Фонвизин прямо утверждал, что «древняя Русь не знала ни рабства политического, ни рабства гражданского: то и другое привилось к ней постепенно и насильственно, вследствие несчастных обстоятельств» (там же, 3). Первым «несчастным обстоятельством» он считал возвышение московских князей в период татаромонгольского ига, возвышение, сопровождавшееся одновременным закрепощением крестьян. По мнению Фонвизина, уже Иван Калита, став по воле ордынского хана собирателем дани «не только со своего малого княжества», но со всей Руси, «собирал с народа гораздо более денег, нежели сколько платил хану, что и было источником его богатства, доставлявшего ему покровительство в Орде» (там же, 5). Подобным же образом «раболепствовали ханам и покупали их вельмож» его преемники.
В результате этой политики московские князья сумели возвыситься над другими русскими князьями и их стали именовать великими. Они скупали и отнимали силой земли соседних княжеств, благодаря чему значительно расширили собственные владения. Необходимым следствием такого «собирания русских земель» явилось то, что «в их роде постепенно утвердилось единовластие, которое не замедлило превратиться в самовластие». Прежняя общинная свобода сменилась княжеским «произволом, народ больше не собирался на вечах для рассуждения о делах общественных», не распоряжался «в собственных делах». «Русь сделалась Московским государством, — писал Фонвизин,— Великий князь Иван Васильевич III, соединив под своею державою прочие русские княжества и свергнув иго татарское, был уже государем самовластным. Он и сын его Василий Иванович, покорив оружием Новгород, Псков и Хлынов, уничтожили их общинные права и вольности и увезли в Москву как трофеи колокола, сзывавшие на вече свободных граждан Новгорода и Пскова» (там же, 6). Далее Фонвизин констатировал, что во времена Ивана Грозного самодержавие русских царей достигло апогея и окончательно утвердилось при Петре Великом.

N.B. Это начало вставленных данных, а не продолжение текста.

use std::sync::Once;

/// Logger configuration.
///
/// `env_filter` follows the `env_logger` filter syntax (e.g. "info", "warn",
/// "dial_engine=debug,wgpu=warn"). When unset, `RUST_LOG` is consulted, then
/// `default_level`.
///
/// `write_style` controls ANSI coloring behavior.
#[derive(Debug, Clone)]
pub struct LoggingConfig {
    pub env_filter: Option<String>,
    pub default_level: log::LevelFilter,
    pub write_style: env_logger::WriteStyle,
}

impl Default for LoggingConfig {
    fn default() -> Self {
        Self {
            env_filter: None,
            default_level: log::LevelFilter::Info,
            write_style: env_logger::WriteStyle::Auto,
        }
    }
}

impl LoggingConfig {
    /// Filter string actually applied, given the value of `RUST_LOG`.
    fn resolve_filter(&self, rust_log: Option<String>) -> String {
        self.env_filter
            .clone()
            .or(rust_log)
            .unwrap_or_else(|| self.default_level.to_string().to_lowercase())
    }
}

static INIT: Once = Once::new();

/// Initializes the global logger once.
///
/// Idempotent; subsequent calls are ignored. Call early in `main`.
pub fn init_logging(config: LoggingConfig) {
    INIT.call_once(|| {
        let filter = config.resolve_filter(std::env::var("RUST_LOG").ok());

        let mut builder = env_logger::Builder::new();
        builder.parse_filters(&filter);
        builder.write_style(config.write_style);

        if let Err(e) = builder.try_init() {
            eprintln!("logger already installed: {e}");
            return;
        }

        log::debug!("logging initialized (filter: {filter})");
    });
}
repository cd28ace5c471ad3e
use dial_engine::coords::{Rect, Vec2};

use crate::constraints::Constraints;
use crate::painter::Painter;

// ── Widget trait ──────────────────────────────────────────────────────────

/// The core trait every UI component implements.
///
/// Widgets are rebuilt into draw commands on every paint; anything that
/// changes over time is read inside [`Widget::paint`] (typically from a
/// [`State`](crate::state::State) cell) rather than cached.
pub trait Widget: 'static {
    /// Compute the size this widget wants given the available space.
    ///
    /// Must be deterministic. The parent may call `measure` multiple times.
    fn measure(&self, constraints: Constraints) -> Vec2;

    /// Draw this widget into `painter` within the bounds of `rect`.
    ///
    /// `rect` is the space allocated by the parent. Children are painted by
    /// calling their own `paint` recursively.
    fn paint(&self, painter: &mut Painter, rect: Rect);
}

// ── Element ───────────────────────────────────────────────────────────────

/// A type-erased widget, the universal child type for container widgets.
///
/// Any `Widget` converts to `Element` via `From` / `Into`.
pub struct Element(Box<dyn Widget>);

impl Element {
    pub fn new<W: Widget>(w: W) -> Self {
        Self(Box::new(w))
    }

    #[inline]
    pub fn measure(&self, constraints: Constraints) -> Vec2 {
        self.0.measure(constraints)
    }

    #[inline]
    pub fn paint(&self, painter: &mut Painter, rect: Rect) {
        self.0.paint(painter, rect)
    }
}

impl<W: Widget> From<W> for Element {
    fn from(w: W) -> Self {
        Self::new(w)
    }
}
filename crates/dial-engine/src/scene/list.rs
use super::{DrawCmd, SortKey, ZIndex};

/// A single draw item: sort key + command.
#[derive(Debug, Clone, PartialEq)]
pub struct DrawItem {
    pub key: SortKey,
    pub cmd: DrawCmd,
}

/// Recorded draw stream for a frame.
///
/// Performance characteristics:
/// - `push()` is O(1)
/// - paint-order iteration reuses an internal index buffer; no per-frame allocation once warmed
#[derive(Debug, Default)]
pub struct DrawList {
    items: Vec<DrawItem>,
    next_order: u32,

    sorted_indices: Vec<usize>,
    sorted_dirty: bool,
}

impl DrawList {
    #[inline]
    pub fn new() -> Self {
        Self::default()
    }

    /// Clears recorded items. Keeps allocated capacity for reuse.
    #[inline]
    pub fn clear(&mut self) {
        self.items.clear();
        self.next_order = 0;
        self.sorted_dirty = true;
        self.sorted_indices.clear();
    }

    /// Returns items in insertion order.
    #[inline]
    pub fn items(&self) -> &[DrawItem] {
        &self.items
    }

    #[inline]
    pub fn len(&self) -> usize {
        self.items.len()
    }

    #[inline]
    pub fn is_empty(&self) -> bool {
        self.items.is_empty()
    }

    /// Pushes a draw command with the given z-index.
    #[inline]
    pub fn push(&mut self, z: ZIndex, cmd: DrawCmd) {
        let order = self.next_order;
        self.next_order = self.next_order.wrapping_add(1);

        self.items.push(DrawItem {
            key: SortKey::new(z, order),
            cmd,
        });

        self.sorted_dirty = true;
    }

    /// Iterates items in paint order (back-to-front) without cloning draw commands.
    pub fn iter_in_paint_order(&mut self) -> impl Iterator<Item = &DrawItem> {
        if self.sorted_dirty {
            self.rebuild_sorted_indices();
        }

        self.sorted_indices.iter().map(|&i| &self.items[i])
    }

    fn rebuild_sorted_indices(&mut self) {
        self.sorted_indices.clear();
        self.sorted_indices.extend(0..self.items.len());

        // Stable ordering is ensured by SortKey including insertion order.
        self.sorted_indices
            .sort_by(|&a, &b| self.items[a].key.cmp(&self.items[b].key));

        self.sorted_dirty = false;
    }
}
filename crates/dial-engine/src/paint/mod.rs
//! Paint model shared between UI and renderers.
//!
//! Scope:
//! - color representation (linear premultiplied alpha)
//! - paint sources (solid, linear and radial gradients)
//!
//! Geometry types remain in `coords`.

pub mod color;
pub mod gradient;

pub use color::Color;
pub use gradient::{LinearGradient, RadialGradient};

/// Paint source for filling or stroking geometry.
#[derive(Debug, Clone, PartialEq)]
pub enum Paint {
    Solid(Color),
    LinearGradient(LinearGradient),
    RadialGradient(RadialGradient),
}

impl Paint {
    #[inline]
    pub fn solid(color: Color) -> Self {
        Paint::Solid(color)
    }

    #[inline]
    pub fn is_opaque(&self) -> bool {
        match self {
            Paint::Solid(c) => c.a >= 1.0,
            Paint::LinearGradient(g) => g.from.a >= 1.0 && g.to.a >= 1.0,
            Paint::RadialGradient(g) => g.from.a >= 1.0 && g.to.a >= 1.0,
        }
    }
}

impl From<Color> for Paint {
    #[inline]
    fn from(c: Color) -> Self {
        Paint::Solid(c)
    }
}

impl From<LinearGradient> for Paint {
    #[inline]
    fn from(g: LinearGradient) -> Self {
        Paint::LinearGradient(g)
    }
}

impl From<RadialGradient> for Paint {
    #[inline]
    fn from(g: RadialGradient) -> Self {
        Paint::RadialGradient(g)
    }
}
//! Time subsystem.
//!
//! Provides stable, testable timing utilities without coupling to the runtime:
//! - `FrameClock`: one per window, `tick()` once per presented frame
//! - `Ticker`: fixed-period deadlines for work that runs between frames

mod frame_clock;
mod ticker;

pub use frame_clock::{FrameClock, FrameTime};
pub use ticker::Ticker;
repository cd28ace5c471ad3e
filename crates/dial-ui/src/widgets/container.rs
use dial_engine::coords::{Rect, Vec2};

use crate::constraints::Constraints;
use crate::painter::Painter;
use crate::widget::{Element, Widget};

/// A single-child widget that applies a fixed size and/or centering of its
/// child.
///
/// All properties are optional; an empty `Container` is a no-op.
///
/// # Example
/// ```rust,ignore
/// Container::new()
///     .center()
///     .child(Container::new().size(500.0, 500.0).child(dial))
/// ```
pub struct Container {
    child: Option<Element>,
    size: Option<Vec2>,
    center: bool,
}

impl Container {
    pub fn new() -> Self {
        Self { child: None, size: None, center: false }
    }

    pub fn child(mut self, child: impl Into<Element>) -> Self {
        self.child = Some(child.into());
        self
    }

    /// Requests a fixed size, still clamped by the parent's constraints.
    pub fn size(mut self, width: f32, height: f32) -> Self {
        self.size = Some(Vec2::new(width, height));
        self
    }

    /// Places the child at its measured size in the middle of the container.
    pub fn center(mut self) -> Self {
        self.center = true;
        self
    }

    /// Rect the child is painted into, given the container's own `rect`.
    fn child_rect(&self, child: &Element, rect: Rect) -> Rect {
        if !self.center {
            return rect;
        }
        let child_size = child.measure(Constraints::loose(rect.size));
        Rect::from_center_size(rect.center(), child_size)
    }
}

impl Default for Container {
    fn default() -> Self {
        Self::new()
    }
}

impl Widget for Container {
    fn measure(&self, constraints: Constraints) -> Vec2 {
        if let Some(size) = self.size {
            return constraints.constrain(size);
        }

        let child_size = self
            .child
            .as_ref()
            .map(|c| c.measure(constraints.loosen()))
            .unwrap_or(Vec2::zero());

        if self.center {
            // A centering container takes all the room it is offered.
            let max = constraints.max;
            let fill = Vec2::new(
                if max.x.is_finite() { max.x } else { child_size.x },
                if max.y.is_finite() { max.y } else { child_size.y },
            );
            return constraints.constrain(fill);
        }

        constraints.constrain(child_size)
    }

    fn paint(&self, painter: &mut Painter, rect: Rect) {
        if let Some(child) = &self.child {
            child.paint(painter, self.child_rect(child, rect));
        }
    }
}

#[cfg(test)]
mod tests {
    use std::cell::Cell;
    use std::rc::Rc;

    use dial_engine::scene::DrawList;

    use super::*;

    /// Records the rect it was painted into.
    struct Probe {
        size: Vec2,
        painted: Rc<Cell<Option<Rect>>>,
    }

    impl Widget for Probe {
        fn measure(&self, constraints: Constraints) -> Vec2 {
            constraints.constrain(self.size)
        }

        fn paint(&self, _painter: &mut Painter, rect: Rect) {
            self.painted.set(Some(rect));
        }
    }

    fn probe(w: f32, h: f32) -> (Probe, Rc<Cell<Option<Rect>>>) {
        let painted = Rc::new(Cell::new(None));
        (Probe { size: Vec2::new(w, h), painted: Rc::clone(&painted) }, painted)
    }

    #[test]
    fn fixed_size_is_clamped_by_parent() {
        let c = Container::new().size(500.0, 500.0);
        assert_eq!(c.measure(Constraints::loose(Vec2::new(800.0, 800.0))), Vec2::new(500.0, 500.0));
        assert_eq!(c.measure(Constraints::loose(Vec2::new(300.0, 400.0))), Vec2::new(300.0, 400.0));
    }

    #[test]
    fn center_places_child_in_the_middle() {
        let (p, painted) = probe(100.0, 50.0);
        let c = Container::new().center().child(p);

        let mut list = DrawList::new();
        let mut painter = Painter::new(&mut list);
        c.paint(&mut painter, Rect::new(0.0, 0.0, 300.0, 200.0));

        assert_eq!(painted.get(), Some(Rect::new(100.0, 75.0, 100.0, 50.0)));
    }

    #[test]
    fn uncentered_child_gets_whole_rect() {
        let (p, painted) = probe(10.0, 10.0);
        let c = Container::new().child(p);

        let mut list = DrawList::new();
        let mut painter = Painter::new(&mut list);
        let rect = Rect::new(5.0, 5.0, 40.0, 40.0);
        c.paint(&mut painter, rect);

        assert_eq!(painted.get(), Some(rect));
    }

    #[test]
    fn centering_container_fills_bounded_space() {
        let (p, _) = probe(10.0, 10.0);
        let c = Container::new().center().child(p);
        assert_eq!(c.measure(Constraints::loose(Vec2::new(300.0, 200.0))), Vec2::new(300.0, 200.0));
        assert_eq!(c.measure(Constraints::unbounded()), Vec2::new(10.0, 10.0));
    }
}
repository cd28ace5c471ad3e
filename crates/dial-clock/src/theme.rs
//! Clock palette.

use dial_engine::paint::Color;

pub fn white() -> Color {
    Color::from_argb_hex(0xFFFFFFFF)
}

pub fn dark_gray() -> Color {
    Color::from_argb_hex(0xFF444444)
}

pub fn gray() -> Color {
    Color::from_argb_hex(0xFF888888)
}

pub fn red_orange() -> Color {
    Color::from_argb_hex(0xFFFF5722)
}

/// Window clear color behind the dial.
pub fn background() -> Color {
    Color::from_argb_hex(0xFFF2F2F2)
}
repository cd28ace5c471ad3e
use std::time::{Duration, Instant};

use anyhow::Context;
use winit::dpi::LogicalSize;
use winit::event::WindowEvent;
use winit::window::WindowId;

use dial_engine::coords::Vec2;
use dial_engine::core::{App as EngineApp, AppControl, FrameCtx, Redraw};
use dial_engine::device::GpuInit;
use dial_engine::paint::Color;
use dial_engine::render::SceneRenderer;
use dial_engine::window::{Runtime, RuntimeConfig};

use crate::effect::Effects;
use crate::scene::UiScene;
use crate::state;
use crate::widget::Element;

// ── Application ───────────────────────────────────────────────────────────

/// Top-level UI application builder.
///
/// Configure the window and any repeating effects, then start the event loop
/// with [`Application::run_widget`].
///
/// ```rust,ignore
/// let now = State::new(read_clock());
/// Application::new()
///     .title("Clock")
///     .size(600.0, 600.0)
///     .repeat_every(Duration::from_millis(200), {
///         let now = now.clone();
///         move || { now.set(read_clock()); }
///     })
///     .run_widget(move || Clock::new(now).into())?;
/// ```
pub struct Application {
    title:      String,
    width:      f64,
    height:     f64,
    background: Color,
    gpu_init:   GpuInit,
    repeating:  Vec<(Duration, Box<dyn FnMut()>)>,
}

impl Application {
    pub fn new() -> Self {
        Self {
            title:      "dial".to_string(),
            width:      600.0,
            height:     600.0,
            background: Color::from_straight(1.0, 1.0, 1.0, 1.0),
            gpu_init:   GpuInit::default(),
            repeating:  Vec::new(),
        }
    }

    /// Set the window title.
    pub fn title(mut self, t: impl Into<String>) -> Self {
        self.title = t.into();
        self
    }

    /// Set the initial window size in logical pixels.
    pub fn size(mut self, width: f64, height: f64) -> Self {
        self.width  = width;
        self.height = height;
        self
    }

    /// Color the surface is cleared to before the widget tree paints.
    pub fn background(mut self, color: Color) -> Self {
        self.background = color;
        self
    }

    /// Override GPU surface/device preferences.
    pub fn gpu(mut self, init: GpuInit) -> Self {
        self.gpu_init = init;
        self
    }

    /// Run `action` every `period` while the window is open.
    ///
    /// The first run happens one period after the event loop starts. Any
    /// [`State`](crate::state::State) the action changes triggers a repaint.
    pub fn repeat_every(mut self, period: Duration, action: impl FnMut() + 'static) -> Self {
        self.repeating.push((period, Box::new(action)));
        self
    }

    // ── Entry point ───────────────────────────────────────────────────────

    /// Start the event loop with a custom root widget.
    ///
    /// `build` is called once; the returned [`Element`] persists across
    /// frames. Returns when the window is closed, or with the first platform
    /// or GPU error.
    pub fn run_widget<F>(self, build: F) -> anyhow::Result<()>
    where
        F: FnOnce() -> Element,
    {
        let config = RuntimeConfig {
            title:        self.title.clone(),
            initial_size: LogicalSize::new(self.width, self.height),
            min_size:     None,
        };
        let gpu_init = self.gpu_init.clone();
        let state = UiAppState::new(self, build());

        Runtime::run(config, gpu_init, state).context("dial runtime failed")
    }
}

impl Default for Application {
    fn default() -> Self {
        Self::new()
    }
}

// ── UiAppState ────────────────────────────────────────────────────────────

/// Internal state that implements `dial_engine::core::App`.
///
/// Everything engine-specific (renderers, FrameCtx) lives here.
/// User code never sees this type.
struct UiAppState {
    background: Color,

    ui_scene: UiScene,
    renderer: SceneRenderer,
    root:     Element,

    effects: Effects,
    /// State generation the last presented frame was painted from.
    painted_generation: Option<u64>,
}

impl UiAppState {
    fn new(app: Application, root: Element) -> Self {
        let start = Instant::now();
        let mut effects = Effects::new();
        for (period, action) in app.repeating {
            effects.repeat_from(start, period, action);
        }

        Self {
            background: app.background,
            ui_scene: UiScene::new(),
            renderer: SceneRenderer::new(),
            root,
            effects,
            painted_generation: None,
        }
    }

    fn is_stale(&self) -> bool {
        self.painted_generation != Some(state::generation())
    }
}

impl EngineApp for UiAppState {
    fn on_window_event(&mut self, _window_id: WindowId, event: &WindowEvent) -> AppControl {
        if matches!(event, WindowEvent::CloseRequested) {
            self.effects.cancel_all();
        }
        AppControl::Continue
    }

    fn next_wakeup(&self) -> Option<Instant> {
        self.effects.next_deadline()
    }

    fn on_wakeup(&mut self, now: Instant) -> Redraw {
        self.effects.poll(now);
        if self.is_stale() { Redraw::Request } else { Redraw::Skip }
    }

    fn on_frame(&mut self, ctx: &mut FrameCtx<'_, '_>) -> AppControl {
        let (w, h) = ctx.window.logical_size();
        let viewport = Vec2::new(w, h);

        // ── Layout + paint ────────────────────────────────────────────────
        self.painted_generation = Some(state::generation());
        let dl = self.ui_scene.frame_ref(&self.root, viewport);
        log::trace!("painted {} draw commands", dl.len());

        // ── Render ────────────────────────────────────────────────────────
        let renderer = &mut self.renderer;
        ctx.render(self.background, |rctx, target| {
            renderer.render(rctx, target, dl);
        })
    }
}
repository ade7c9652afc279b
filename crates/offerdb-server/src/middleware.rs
use axum::{extract::Request, http::HeaderValue, middleware::Next, response::Response};
use uuid::Uuid;

/// Request ID stored as a request extension.
#[derive(Debug, Clone)]
pub struct RequestId(pub String);

/// Reuses the caller's `x-request-id` header or generates a `UUIDv4`, exposes
/// it to handlers as [`RequestId`], and echoes it on the response.
pub async fn request_id(mut req: Request, next: Next) -> Response {
    let id = req
        .headers()
        .get("x-request-id")
        .and_then(|v| v.to_str().ok())
        .map_or_else(|| Uuid::new_v4().to_string(), String::from);

    req.extensions_mut().insert(RequestId(id.clone()));

    let mut res = next.run(req).await;

    if let Ok(val) = HeaderValue::from_str(&id) {
        res.headers_mut().insert("x-request-id", val);
    }

    res
}
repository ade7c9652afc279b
use thiserror::Error;

#[derive(Debug, Error)]
pub enum ConfigError {
    #[error("missing required environment variable: {0}")]
    MissingEnvVar(String),

    #[error("invalid value for {var}: {reason}")]
    InvalidEnvVar { var: String, reason: String },
}

#[derive(Debug, Error, PartialEq, Eq)]
pub enum CoreError {
    #[error("invalid region code \"{code}\": {reason}")]
    InvalidRegionCode { code: String, reason: &'static str },
}
mod offers;
mod regions;

use axum::{
    extract::State,
    http::{header, HeaderName, Method, StatusCode},
    response::IntoResponse,
    routing::get,
    Extension, Json, Router,
};
use chrono::{DateTime, Utc};
use offerdb_core::RegionCode;
use serde::Serialize;
use sqlx::PgPool;
use tower::ServiceBuilder;
use tower_http::{cors::CorsLayer, trace::TraceLayer};

use crate::middleware::{request_id, RequestId};

#[derive(Clone)]
pub struct AppState {
    pub pool: PgPool,
}

#[derive(Debug, Serialize)]
pub struct ApiResponse<T: Serialize> {
    pub data: T,
    pub meta: ResponseMeta,
}

#[derive(Debug, Serialize)]
pub struct ResponseMeta {
    pub request_id: String,
    pub timestamp: DateTime<Utc>,
}

#[derive(Debug, Serialize)]
pub struct ApiError {
    pub error: ErrorBody,
    pub meta: ResponseMeta,
}

#[derive(Debug, Serialize)]
pub struct ErrorBody {
    pub code: String,
    pub message: String,
}

#[derive(Debug, Serialize, PartialEq, Eq)]
struct HealthData {
    status: &'static str,
    database: &'static str,
}

impl ResponseMeta {
    pub(super) fn new(request_id: String) -> Self {
        Self {
            request_id,
            timestamp: Utc::now(),
        }
    }
}

impl ApiError {
    pub fn new(
        request_id: impl Into<String>,
        code: impl Into<String>,
        message: impl Into<String>,
    ) -> Self {
        Self {
            error: ErrorBody {
                code: code.into(),
                message: message.into(),
            },
            meta: ResponseMeta::new(request_id.into()),
        }
    }
}

impl IntoResponse for ApiError {
    fn into_response(self) -> axum::response::Response {
        let status = match self.error.code.as_str() {
            "not_found" => StatusCode::NOT_FOUND,
            "validation_error" => StatusCode::BAD_REQUEST,
            "conflict" => StatusCode::CONFLICT,
            _ => StatusCode::INTERNAL_SERVER_ERROR,
        };
        (status, Json(self)).into_response()
    }
}

pub(super) fn normalize_limit(limit: Option<i64>) -> i64 {
    limit.unwrap_or(50).clamp(1, 500)
}

/// Maps registry outcomes onto API error codes; anything unexpected is a 500.
pub(super) fn map_db_error(request_id: String, error: &offerdb_db::DbError) -> ApiError {
    match error {
        offerdb_db::DbError::NotFound => ApiError::new(request_id, "not_found", "record not found"),
        offerdb_db::DbError::AlreadyExists(what) => {
            ApiError::new(request_id, "conflict", format!("{what} already exists"))
        }
        _ => {
            tracing::error!(error = %error, "database query failed");
            ApiError::new(request_id, "internal_error", "database query failed")
        }
    }
}

pub(super) fn parse_region(request_id: &str, raw: &str) -> Result<RegionCode, ApiError> {
    RegionCode::parse(raw).map_err(|e| ApiError::new(request_id, "validation_error", e.to_string()))
}

fn build_cors() -> CorsLayer {
    CorsLayer::new()
        .allow_origin(tower_http::cors::Any)
        .allow_methods([Method::GET, Method::POST, Method::PUT, Method::DELETE])
        .allow_headers([header::CONTENT_TYPE, HeaderName::from_static("x-request-id")])
}

pub fn build_app(state: AppState) -> Router {
    Router::new()
        .route("/api/v1/health", get(health))
        .route(
            "/api/v1/regions",
            get(regions::list_regions).post(regions::create_region),
        )
        .route(
            "/api/v1/regions/{code}",
            get(regions::get_region)
                .put(regions::rename_region)
                .delete(regions::delete_region),
        )
        .route("/api/v1/offers", get(offers::list_offers))
        .layer(
            ServiceBuilder::new()
                .layer(TraceLayer::new_for_http())
                .layer(build_cors())
                .layer(axum::middleware::from_fn(request_id)),
        )
        .with_state(state)
}

async fn health(
    State(state): State<AppState>,
    Extension(req_id): Extension<RequestId>,
) -> impl IntoResponse {
    let meta = ResponseMeta::new(req_id.0);

    match offerdb_db::ping(&state.pool).await {
        Ok(()) => (
            StatusCode::OK,
            Json(ApiResponse {
                data: HealthData {
                    status: "ok",
                    database: "ok",
                },
                meta,
            }),
        ),
        Err(e) => {
            tracing::warn!(error = %e, "health check: database unavailable");
            (
                StatusCode::SERVICE_UNAVAILABLE,
                Json(ApiResponse {
                    data: HealthData {
                        status: "degraded",
                        database: "unavailable",
                    },
                    meta,
                }),
            )
        }
    }
}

Характеризуя деятельность Петра I, Фонвизин стремился избежать поверхностной односторонности, которая бросается в глаза в оценке Карамзина и славянофилов, видевших в царе «разрушителя русского и вводителя немецкого» (см. 43, 119). Они отвергали реформы Петра как ненужные и вредные на том основании, что эти реформы якобы нарушили правильное, «мирное» течение русской истории, вывели народ из «благодетельного» терпения и патриархальной покорности.
Действительно, Петр, соглашался Фонвизин, «насильственно» приобщал Россию к европейской цивилизации. Именно с тех пор русские бросились перенимать у Запада нравы, обычаи, роскошь, моды — «словом, подражать Европе во всех внешних формах и проявлениях общественной жизни». Однако, несмотря на «смешные свои стороны», это подражание, признавал Фонвизин, оказало в общем благотворное действие: многое дикое, уродливое, варварское, привнесенное в Россию тиранством Орды, совсем изгладилось, исчезло. «И наше самовластное правительство, — писал он, — под влиянием западных идей невольно увлекается либерализмом, столько противным его натуре. И оно, постоянно перенимая у европейцев и усваивая если не самый дух их государственных учреждений, то внешние формы администрации, многому научилось и далеко опередило массу народа на поприще прогресса и цивилизации; в этом именно и состоит тайна могущества его и всевластия» (13, 105).
Итак, увлечение Петра I иноземным имело и хорошие стороны, резюмировал Фонвизин. Но было ли от того лучше народу, спрашивал он, стал ли народ счастливее, упрочилось ли сколько-нибудь его благосостояние? Нет, считал он, народ остался в прежнем положении, в каком был до Петра; при нем даже усилился гнет, сделалось более тягостнее и беспросветнее существование крепостных крестьян. «В его время, — указывал Фонвизин, — в некоторых государствах западных крепостное состояние землевладельцев уже не существовало, в других принимались меры для исправления этого зла, которое в России, к несчастью, ввелось с недавнего времени и было во всей силе. Петр не обратил на это внимания и не только ничего не сделал для освобождения крепостных, но, поверстав их с полными кабальными холопами в первую ревизию, он еще усугубил тяготившее их рабство» (8, 13).
Столь же противоестественный, антинародный характер, по его мнению, имела и законодательная деятельность Петра. В деле законодательства, считал Фонвизин, преобразователь России определенно уступал своему отцу — царю Алексею Михайловичу; последний по крайней мере оставил после себя Уложение. Бесчисленные же именные указы Петра, «при отсутствии всякой системы», породили в законодательстве лишь величайшую путаницу, так что для всякой тяжбы стало возможным подобрать по два указа, из которых один повелевал отдать, а другой отнять одну и ту же вещь (см. там же, 13—14).